Updated on December 20, 2018. Medical content reviewed by Dr. Joseph Rosado, MD, M.B.A, Chief Medical Officer
The first marijuana possession law enacted in the North American continent was written during the colonization of Jamestown, Virginia in 1619. The law actually stated that citizens were required to grow cannabis on their land, and could be fined if they didn’t. This was because hemp was invaluable to the first American settlers. They used hemp to create rope, clothes, paper, and other essential items.
The legal condition of cannabis has an interesting history in the United States. In the 1900’s there was a significant increase in the number of Mexicans that immigrated into the United States. The friction between Mexicans and Americans also increased when the Mexican revolution started to flow over and affect the bordering states. One of the main societal differences between Mexicans and Americans was that many Mexicans smoked marihuana. Legislators took advantage of this and decided to outlaw marijuana possession This effectively gave them legal backing to deport Mexicans back to their homeland. Nevertheless, the racism that fueled the anti-Mexican mentality is no different than what is seen in the United States today.
On the east coast of the United States the situation was similar. Racism against African-Americans and Latin Americans was shrouded under the speculation of being ethnic groups that smoked marijuana. In 1930, the Federal Bureau of Narcotics was created under the Treasury Department, and Harry J. Anslinger was appointed as the director. He had planned to capitalize on his newly appointed government position by using racism and violence to create an imaginary problem, also known as “reefer madness”. One of his infamous comments stated, “Reefer makes darkies think they’re as good as white men.” Anslinger also reported that marijuana made its users violent, one time stating that if “you smoke a joint then you’re likely to kill your brother.” Anslinger’s appointment as the director of the Bureau of Narcotics set the stage for the legal war on marijuana possession in the United States.
Marijuana was an influential force in jazz music industry around the same time, and the vigilant director of the federal organization sought to target jazz entertainers, Latin and African-Americans by focusing on marijuana. Anslinger realized that focusing solely on cocaine and opiates would not help the bureau or aggrandize his position. By making the possession of marijuana a federal crime he made the first major step towards squashing the future of the marijuana and hemp industry, but he didn’t do it single handedly.

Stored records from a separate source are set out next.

//! Non-food expenses (rent, utilities, a member's own purchases...).
//!
//! A `Shared` expense is split evenly among all members and credited to the
//! payer; an `Individual` expense is charged to the payer alone.

use chrono::NaiveDate;
use sea_orm::entity::prelude::*;
use serde::{Deserialize, Serialize};
use uuid::Uuid;

use crate::{EngineError, Money, util::parse_uuid};

#[derive(Clone, Copy, Debug, PartialEq, Eq, Hash, Serialize, Deserialize)]
#[serde(rename_all = "snake_case")]
pub enum ExpenseKind {
    Shared,
    Individual,
}

impl ExpenseKind {
    /// Canonical string stored in the database.
    pub fn as_str(self) -> &'static str {
        match self {
            Self::Shared => "shared",
            Self::Individual => "individual",
        }
    }
}

impl TryFrom<&str> for ExpenseKind {
    type Error = EngineError;

    fn try_from(value: &str) -> Result<Self, Self::Error> {
        match value {
            "shared" => Ok(Self::Shared),
            "individual" => Ok(Self::Individual),
            other => Err(EngineError::InvalidArgument(format!(
                "invalid expense kind: {other}"
            ))),
        }
    }
}

#[derive(Clone, Debug, PartialEq, Eq)]
pub struct Expense {
    pub id: Uuid,
    pub month_id: Uuid,
    pub date: NaiveDate,
    /// Member who paid.
    pub member_id: Uuid,
    pub amount: Money,
    pub purpose: String,
    pub kind: ExpenseKind,
}

#[derive(Clone, Debug, PartialEq, Eq)]
pub struct ExpenseInput {
    pub date: NaiveDate,
    /// Payer.
    pub member_id: Uuid,
    pub amount: Money,
    pub purpose: String,
    pub kind: ExpenseKind,
}

#[derive(Clone, Debug, PartialEq, Eq, DeriveEntityModel)]
#[sea_orm(table_name = "expenses")]
pub struct Model {
    #[sea_orm(primary_key, auto_increment = false)]
    pub id: String,
    pub mess_id: String,
    pub month_id: String,
    pub date: NaiveDate,
    pub member_id: String,
    pub amount_minor: i64,
    pub purpose: String,
    pub kind: String,
}

#[derive(Copy, Clone, Debug, EnumIter, DeriveRelation)]
pub enum Relation {
    #[sea_orm(
        belongs_to = "super::months::Entity",
        from = "Column::MonthId",
        to = "super::months::Column::Id",
        on_update = "NoAction",
        on_delete = "Cascade"
    )]
    Month,
    #[sea_orm(
        belongs_to = "super::members::Entity",
        from = "Column::MemberId",
        to = "super::members::Column::Id",
        on_update = "NoAction",
        on_delete = "Cascade"
    )]
    Member,
}

impl Related<super::months::Entity> for Entity {
    fn to() -> RelationDef {
        Relation::Month.def()
    }
}

impl Related<super::members::Entity> for Entity {
    fn to() -> RelationDef {
        Relation::Member.def()
    }
}

impl ActiveModelBehavior for ActiveModel {}

impl TryFrom<Model> for Expense {
    type Error = EngineError;

    fn try_from(model: Model) -> Result<Self, Self::Error> {
        Ok(Self {
            id: parse_uuid(&model.id, "expense")?,
            month_id: parse_uuid(&model.month_id, "month")?,
            date: model.date,
            member_id: parse_uuid(&model.member_id, "member")?,
            amount: Money::new(model.amount_minor),
            purpose: model.purpose,
            kind: ExpenseKind::try_from(model.kind.as_str())?,
        })
    }
}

Henry Anslinger enlisted the help of William Randolph Hearst to help turn the public against marijuana. Hearst was the owner of numerous newspaper and publishing companies, and his ability to control the media was vast. Hearst was also involved with the timber industry, which is where a lot of his animosity towards Mexicans developed. During the Mexican revolution, Hearst had lost approximately 800,000 acres of timberland. Hearst also knew the potential influence that hemp could have on the paper industry, which could possibly greatly undermine his own business. As a result, Hearst and Anslinger use their ability to control the masses and the deep-seated racism that people had towards people that are different from them to propagate their own agendas. Hearst used “yellow journalism” to influence people, which was none other than publishing false outlandish claims in the newspaper.
One of his newspapers, The San Francisco Examiner, stated the following about marijuana: “By the tons it is coming into this country — the deadly, dreadful poison that racks and tears not only the body, but the very heart and soul of every human being who once becomes a slave to it in any of its cruel and devastating forms…. Marihuana is a short cut to the insane asylum. Smoke marihuana cigarettes for a month and what was once your brain will be nothing but a storehouse of horrid specters. Hasheesh makes a murderer who kills for the love of killing out of the mildest mannered man who ever laughed at the idea that any habit could ever get him….”
In addition, the Dupont pharmaceutical company also funded Hearst and Anslinger. They focused primarily on the manufacturing of nylon which they had patented. Making marijuana possession illegal would undermine the hemp industry, therefore removing a key competitor from their market.
Henry Anslinger started to collect articles written in Hearst’s newspapers and covertly started to build a case to federally ban marijuana. What finally ended up solidifying the collapse of the marijuana industry was the decision of Congress to pass the Marijuana Act of 1937, despite the fact that the the representative from the American Medical Association did not agree with the legislation. In addition to the Marijuana Act of 1937, several decades later, the Controlled Substances Act of 1970 was passed which categorized marijuana as a Schedule I drug. A Schedule I drug is defined as a “substance has a high potential for abuse, has no currently accepted medical use in treatment in the United States, and there is a lack of accepted safety for use of the drug or other substance under medical supervision.”